Site information
- Type: Army
- Condition: abandoned

Location
- Coordinates: 16°37′54″N 106°41′33″E﻿ / ﻿16.6318°N 106.6925°E

Site history
- Built: 1968
- In use: 1968
- Battles/wars: Vietnam War

Garrison information
- Occupants: 1st Cavalry Division

= Landing Zone Peanuts =

Former American base

Landing Zone Peanuts is a former U.S. Army base in northwest Quảng Trị Province, Vietnam.

==History==
The base was located approximately 5 km southwest of Khe Sanh Combat Base and 4 km north of Lang Vei. It was originally established by the 1st Cavalry Division during Operation Pegasus, the relief of Khe Sanh.

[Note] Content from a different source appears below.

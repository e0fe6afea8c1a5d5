//! Concrete adapters behind the port traits.

pub mod csv_adapter;
pub mod csv_report_adapter;
pub mod file_config_adapter;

Companies A and B, 1st Battalion, 5th Cavalry Regiment and Company A, 1st Battalion, 77th Artillery Regiment were located at the base in early May 1968. On 4 May the base came under 120 mm mortar and 122 mm rocket fire. At approximately 16:30 three 122 mm rockets impacted among approximately 2000 rounds of 105 mm ammunition that had been delivered just prior to the attack. The resultant fire and explosions, coupled with a direct hit on a 105 mm gun section rendered one gun inoperational while the other two guns continued to function despite ammunition cooking off. In the early morning of 5 May 1968 the base again received incoming 120 mm mortar rounds and B-40 rockets followed by a sapper attack. The attack was repelled with 32 People's Army of Vietnam (PAVN) soldiers killed inside the defensive wire. Due to its losses in both equipment and personnel, later on 5 May Company A 1/77th was extracted and repositioned at LZ Jane. Eleven US soldiers were killed in the 5 May attack.